Sulla quale dobbiamo, invece, mettere gli occhi con particolare attenzione, perché non è solo il prevedibile (e, nonostante tutto, desiderato…) futuro d’ogni uomo e d’ogni donna che venga a questo mondo, ma è anche l’inevitabile futuro di una civiltà industrialmente avanzata, tra i cui suoi effetti v’è, come sperimentiamo da tempo, il rapido innalzamento della vita media delle persone, che è prodotto statisticamente dalla massa considerevole di ultraottantenni e anche di ultranovantenni, da prendere socialmente in carico a vario titolo.
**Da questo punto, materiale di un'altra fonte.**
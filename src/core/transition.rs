//! Transition records passed to entry, exit, and internal actions.

use chrono::{DateTime, Utc};

/// Record of a single move between states.
///
/// A transition is an immutable value describing the source state, the
/// destination state, and the trigger that caused the move. Every entry,
/// exit, and internal action receives a reference to the transition being
/// executed, so an action can react to where the machine came from or which
/// trigger brought it here.
///
/// # Example
///
/// ```rust
/// use statecraft::Transition;
///
/// #[derive(Clone, PartialEq, Eq, Hash, Debug)]
/// enum Phase {
///     Draft,
///     Review,
/// }
///
/// let transition = Transition::new(Phase::Draft, Phase::Review, "submit");
/// assert!(!transition.is_reentry());
/// assert_eq!(transition.source, Phase::Draft);
/// assert_eq!(transition.destination, Phase::Review);
/// ```
#[derive(Clone, Debug)]
pub struct Transition<S, T> {
    /// The state being exited
    pub source: S,
    /// The state being entered
    pub destination: S,
    /// The trigger that caused the transition
    pub trigger: T,
    /// When the transition began executing
    pub fired_at: DateTime<Utc>,
}

impl<S, T> Transition<S, T> {
    /// Create a transition record stamped with the current time.
    pub fn new(source: S, destination: S, trigger: T) -> Self {
        Self {
            source,
            destination,
            trigger,
            fired_at: Utc::now(),
        }
    }
}

impl<S: PartialEq, T> Transition<S, T> {
    /// True when the transition re-enters its own source state.
    ///
    /// Reentrant transitions run the exit and entry actions of the single
    /// state involved rather than walking the superstate chain.
    pub fn is_reentry(&self) -> bool {
        self.source == self.destination
    }
}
Mettere gli occhi sulla senescenza lo si può in molti modi e, in effetto, lo si comincia a fare in molti modi: da quello psicologico a quello psicoanalitico, da quello medicale a quello farmacologico, da quello culturale a quello ludico, specialmente legati al tempo libero. Uno dei modi possibili, e non dei meno rilevanti, è quello filosofico, che è ancora, però, ai primi passi. Non che manchino pagine, qua e là, di forte interesse nei classici della filosofia e anche in lavori recenti, ma non c’è ancora una attenzione alla senescenza che sia veramente commisurata all’imponenza crescente del fenomeno sociale contemporaneo.

In sede filosofica, comunque, è urgente rispondere alla domanda sul che fare, dinanzi alla richieste più elementari: che sono richieste di normalità di vita, di possibilità di fruire di accudimento o di terapia e anche richieste di non essere lasciati soli di fronte alla dura realtà della morte vicina, se non imminente. Ma la domanda sul che fare è chiaramente una domanda etica. Perciò, un primo tentativo di risposta non può che passare per una riflessione intorno ad una possibile etica della senescenza. In altri termini: quali particolari condizioni di vita presenta la senescenza ai fini della domanda etica.